The Super combined competitions of the 2011 IPC Alpine Skiing World Championships were held at Kandahar Banchetta Giovanni N., in Sestriere, Italy on January 19.

==Women==

===Visually impaired===
In the super combined visually impaired, the athlete with a visual impairment has a sighted guide. The two skiers are considered a team, and dual medals are awarded.

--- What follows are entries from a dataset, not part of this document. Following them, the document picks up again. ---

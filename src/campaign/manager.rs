use chrono::Utc;
use tracing::info;

use crate::database::Database;
use crate::error::Error;

use super::validation::NewCampaign;
use super::{Campaign, CampaignId, CampaignStatus};

#[tracing::instrument(skip(db))]
pub async fn create_campaign(db: &dyn Database, new: NewCampaign) -> Result<Campaign, Error> {
    let now = Utc::now();
    let campaign = Campaign {
        id: CampaignId::new(),
        name: new.name,
        objective: new.objective,
        campaign_type: new.campaign_type,
        daily_budget: new.daily_budget,
        start_date: new.start_date,
        end_date: new.end_date,
        status: CampaignStatus::Draft,
        remote_budget_resource: None,
        remote_campaign_id: None,
        ad_group_name: new.ad_group_name,
        ad_headline: new.ad_headline,
        ad_description: new.ad_description,
        asset_url: new.asset_url,
        publish_claim: None,
        revision: 0,
        created_at: now,
        modified_at: now,
    };

    db.campaigns().insert_campaign(&campaign).await?;
    info!(campaign_id = %campaign.id, "created draft campaign");

    Ok(campaign)
}

#[tracing::instrument(skip(db))]
pub async fn get_campaigns(db: &dyn Database) -> Result<Vec<Campaign>, Error> {
    let campaigns = db.campaigns().fetch_campaigns().await?;

    Ok(campaigns)
}

#[tracing::instrument(skip(db))]
pub async fn get_campaign_by_id(
    db: &dyn Database,
    campaign_id: CampaignId,
) -> Result<Campaign, Error> {
    let campaign = db
        .campaigns()
        .fetch_campaign_by_id(campaign_id)
        .await?
        .ok_or(Error::CampaignDoesNotExist { campaign_id })?;

    Ok(campaign)
}
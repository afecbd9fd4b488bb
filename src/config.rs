use chrono::Duration;
use ::config::{Config, ConfigError, Environment};
use serde::Deserialize;

/// Longest publish claim lease accepted, one day.
pub const MAXIMUM_CLAIM_LEASE_SECS: i64 = 24 * 60 * 60;

/// Service configuration, read from `CAMPAIGN_PUBLISHER__*` environment
/// variables (e.g. `CAMPAIGN_PUBLISHER__SERVER__PORT=8080`). Platform
/// credentials live separately in [`crate::gateway::GoogleAdsConfig`].
#[derive(Debug, Clone, Default, Deserialize)]
pub struct AppConfig {
    #[serde(default)]
    pub server: ServerConfig,
    #[serde(default)]
    pub database: DatabaseConfig,
    #[serde(default)]
    pub publish: PublishConfig,
}

#[derive(Debug, Clone, Deserialize)]
pub struct ServerConfig {
    #[serde(default = "default_host")]
    pub host: String,
    #[serde(default = "default_port")]
    pub port: u16,
}

#[derive(Copy, Clone, Debug, PartialEq, Eq, Deserialize)]
#[serde(rename_all = "lowercase")]
pub enum StoreBackend {
    Mongo,
    Memory,
}

#[derive(Debug, Clone, Deserialize)]
pub struct DatabaseConfig {
    #[serde(default = "default_backend")]
    pub backend: StoreBackend,
    #[serde(default = "default_database_uri")]
    pub uri: String,
    #[serde(default = "default_database_name")]
    pub name: String,
}

#[derive(Debug, Clone, Deserialize)]
pub struct PublishConfig {
    /// How long a publish run may hold a campaign before another run is
    /// allowed to take over.
    #[serde(default = "default_claim_lease_secs")]
    pub claim_lease_secs: i64,
}

impl PublishConfig {
    pub fn claim_lease(&self) -> Duration {
        Duration::seconds(self.claim_lease_secs)
    }
}

fn default_host() -> String {
    "127.0.0.1".to_string()
}

fn default_port() -> u16 {
    5000
}

fn default_backend() -> StoreBackend {
    StoreBackend::Mongo
}

fn default_database_uri() -> String {
    "mongodb://localhost:27017".to_string()
}

fn default_database_name() -> String {
    "campaign_publisher".to_string()
}

fn default_claim_lease_secs() -> i64 {
    300
}

impl Default for ServerConfig {
    fn default() -> Self {
        Self {
            host: default_host(),
            port: default_port(),
        }
    }
}

impl Default for DatabaseConfig {
    fn default() -> Self {
        Self {
            backend: default_backend(),
            uri: default_database_uri(),
            name: default_database_name(),
        }
    }
}

impl Default for PublishConfig {
    fn default() -> Self {
        Self {
            claim_lease_secs: default_claim_lease_secs(),
        }
    }
}

impl AppConfig {
    pub fn load() -> Result<Self, ConfigError> {
        Self::load_from(Environment::with_prefix("CAMPAIGN_PUBLISHER"))
    }

    fn load_from(source: Environment) -> Result<Self, ConfigError> {
        let config: AppConfig = Config::builder()
            .add_source(source.prefix_separator("__").separator("__").try_parsing(true))
            .build()?
            .try_deserialize()?;

        let lease = config.publish.claim_lease_secs;
        if lease <= 0 || lease > MAXIMUM_CLAIM_LEASE_SECS {
            return Err(ConfigError::Message(format!(
                "publish.claim_lease_secs must be between 1 and {}, got {}",
                MAXIMUM_CLAIM_LEASE_SECS, lease
            )));
        }

        Ok(config)
    }
}
use std::fmt::{Debug, Display};

use async_trait::async_trait;
use serde::{Deserialize, Serialize};

pub mod google;

pub use google::{GoogleAdsConfig, GoogleAdsGateway};

/// The ads platform side of publishing. Both calls are expected to be safe to
/// repeat: the publisher may call them again after a partial failure.
#[async_trait]
pub trait AdsGateway: Send + Sync {
    /// Returns the budget named `name`, creating it with a daily amount of
    /// `amount_micros` if the account does not have one yet.
    async fn ensure_budget(
        &self,
        name: &str,
        amount_micros: i64,
    ) -> Result<ResourceName, GatewayError>;

    async fn create_campaign(&self, spec: &CampaignSpec) -> Result<ResourceName, GatewayError>;
}

/// A platform resource path such as `customers/123/campaignBudgets/456`.
#[derive(Clone, Debug, PartialEq, Eq, Hash, Serialize, Deserialize)]
#[serde(transparent)]
pub struct ResourceName(String);

impl ResourceName {
    pub fn new(name: impl Into<String>) -> ResourceName {
        ResourceName(name.into())
    }

    pub fn as_str(&self) -> &str {
        &self.0
    }

    /// The platform-assigned id, i.e. the last path segment.
    pub fn id(&self) -> Option<&str> {
        self.0
            .rsplit('/')
            .next()
            .filter(|id| !id.is_empty() && *id != self.0)
    }
}

impl Display for ResourceName {
    fn fmt(&self, f: &mut std::fmt::Formatter<'_>) -> Result<(), std::fmt::Error> {
        f.write_str(&self.0)
    }
}

#[derive(Copy, Clone, Debug, PartialEq, Eq, Serialize)]
#[serde(rename_all = "SCREAMING_SNAKE_CASE")]
pub enum RemoteCampaignStatus {
    Paused,
}

#[derive(Copy, Clone, Debug, PartialEq, Eq, Serialize)]
#[serde(rename_all = "SCREAMING_SNAKE_CASE")]
pub enum AdvertisingChannel {
    Search,
}

#[derive(Copy, Clone, Debug, PartialEq, Eq, Serialize)]
#[serde(rename_all = "SCREAMING_SNAKE_CASE")]
pub enum EuPoliticalAdvertising {
    DoesNotContainEuPoliticalAdvertising,
}

/// Everything the platform needs to create a campaign. Built once per publish
/// and never mutated.
#[derive(Clone, Debug, PartialEq, Eq)]
pub struct CampaignSpec {
    name: String,
    budget: ResourceName,
    status: RemoteCampaignStatus,
    channel: AdvertisingChannel,
    enhanced_cpc_enabled: bool,
    eu_political_advertising: EuPoliticalAdvertising,
}

impl CampaignSpec {
    /// New campaigns always start paused on the search network so nothing
    /// spends money until an operator enables it on the platform.
    pub fn new(name: impl Into<String>, budget: ResourceName) -> CampaignSpec {
        CampaignSpec {
            name: name.into(),
            budget,
            status: RemoteCampaignStatus::Paused,
            channel: AdvertisingChannel::Search,
            enhanced_cpc_enabled: false,
            eu_political_advertising: EuPoliticalAdvertising::DoesNotContainEuPoliticalAdvertising,
        }
    }

    pub fn name(&self) -> &str {
        &self.name
    }

    pub fn budget(&self) -> &ResourceName {
        &self.budget
    }

    pub fn status(&self) -> RemoteCampaignStatus {
        self.status
    }

    pub fn channel(&self) -> AdvertisingChannel {
        self.channel
    }

    pub fn enhanced_cpc_enabled(&self) -> bool {
        self.enhanced_cpc_enabled
    }

    pub fn eu_political_advertising(&self) -> EuPoliticalAdvertising {
        self.eu_political_advertising
    }
}

#[derive(Debug)]
pub enum GatewayError {
    /// A credential or setting needed to talk to the platform is absent or malformed.
    Configuration(String),
    /// The request never produced a response.
    Transport(reqwest::Error),
    /// The OAuth token endpoint refused the refresh token.
    Authentication { status: u16, body: String },
    /// The platform answered with a non-success status.
    Api { status: u16, body: String },
    /// The platform answered successfully but not with what was asked for.
    MalformedResponse(String),
}

impl Display for GatewayError {
    fn fmt(&self, f: &mut std::fmt::Formatter<'_>) -> Result<(), std::fmt::Error> {
        match self {
            GatewayError::Configuration(reason) => write!(f, "invalid configuration: {}", reason),
            GatewayError::Transport(err) => write!(f, "transport failure: {}", err),
            GatewayError::Authentication { status, body } => {
                write!(f, "authentication failed with status {}: {}", status, body)
            }
            GatewayError::Api { status, body } => {
                write!(f, "platform returned status {}: {}", status, body)
            }
            GatewayError::MalformedResponse(reason) => write!(f, "malformed response: {}", reason),
        }
    }
}

impl std::error::Error for GatewayError {
    fn source(&self) -> Option<&(dyn std::error::Error + 'static)> {
        match self {
            GatewayError::Transport(err) => Some(err),
            _ => None,
        }
    }
}

impl From<reqwest::Error> for GatewayError {
    fn from(error: reqwest::Error) -> GatewayError {
        GatewayError::Transport(error)
    }
}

| Rank | Bib | Name | Country | Super G | Rank | Slalom | Rank | Total | Difference |
|---|---|---|---|---|---|---|---|---|---|
| 1st place, gold medalist(s) | 1 | Henrieta Farkasova Guide: Natalia Subrtova | Slovakia | 1:30.31 | 1 | 55.52 | 1 | 2:25.83 |  |
| 2nd place, silver medalist(s) | 3 | Alexandra Frantseva Guide: Evgenia Kolosovskaya | Russia | 1:34.56 | 2 | 57.75 | 3 | 2:32.31 | +6.48 |
| 3rd place, bronze medalist(s) | 2 | Melissa Perrine Guide: Andrew Bor | Australia | 1:35.36 | 3 | 57.48 | 2 | 2:32.84 | +7.01 |
| 4 | 5 | Danelle Umstead Guide: Robert Umstead | United States | 1:41.38 | 4 | 1:00.81 | 4 | 2:42.19 | +16.36 |
| 5 | 4 | Natasha de Troyer Guide: Werner de Troyer | Belgium | 1:47.52 | 5 | 1:01.52 | 5 | 2:49.04 | +23.21 |
| 6 | 6 | Anna Kuliskova Guide: Michaela Hubacova | Czech Republic | 1:54.69 | 6 | 1:12.12 | 6 | 3:06.81 | +40.98 |

===Standing===

| Rank | Bib | Name | Country | Super G | Rank | Slalom | Rank | Total | Difference |
|---|---|---|---|---|---|---|---|---|---|
| 1st place, gold medalist(s) | 12 | Solène Jambaqué | France | 1:25.62 | 1 | 56.32 | 4 | 2:21.94 |  |
| 2nd place, silver medalist(s) | 7 | Andrea Rothfuss | Germany | 1:28.13 | 2 | 54.15 | 1 | 2:22.28 | +0.34 |
| 3rd place, bronze medalist(s) | 13 | Karolina Wisniewska | Canada | 1:30.20 | 4 | 55.59 | 3 | 2:25.79 | +3.85 |
| 4 | 9 | Petra Smarzova | Slovakia | 1:32.76 | 6 | 55.26 | 2 | 2:28.02 | +6.08 |
| 5 | 14 | Katja Saarinen | Finland | 1:45.84 | 7 | 59.71 | 5 | 2:45.55 | +23.61 |
|  | 8 | Marie Bochet | France | DNF |  |  |  |  |  |
|  | 11 | Danja Haslacher | Austria |  |  | DNF |  |  |  |
|  | 10 | Melania Corradini | Italy |  |  | DNF |  |  |  |

===Sitting===

| Rank | Bib | Name | Country | Super G | Rank | Slalom | Rank | Total | Difference |
|---|---|---|---|---|---|---|---|---|---|
| 1st place, gold medalist(s) | 17 | Anna Schaffelhuber | Germany | 1:35.27 | 3 | 56.35 | 1 | 2:31.62 |  |
| 2nd place, silver medalist(s) | 15 | Claudia Loesch | Austria | 1:32.47 | 1 | 1:00.64 | 2 | 2:33.11 | +1.49 |
| 3rd place, bronze medalist(s) | 18 | Laurie Stephens | United States | 1:33.89 | 2 | 1:08.79 | 3 | 2:42.68 | +11.06 |
|  | 16 | Alana Nichols | United States | DNF |  |  |  |  |  |

==Men==

===Visually impaired===
In the super combined visually impaired, the athlete with a visual impairment has a sighted guide. The two skiers are considered a team, and dual medals are awarded.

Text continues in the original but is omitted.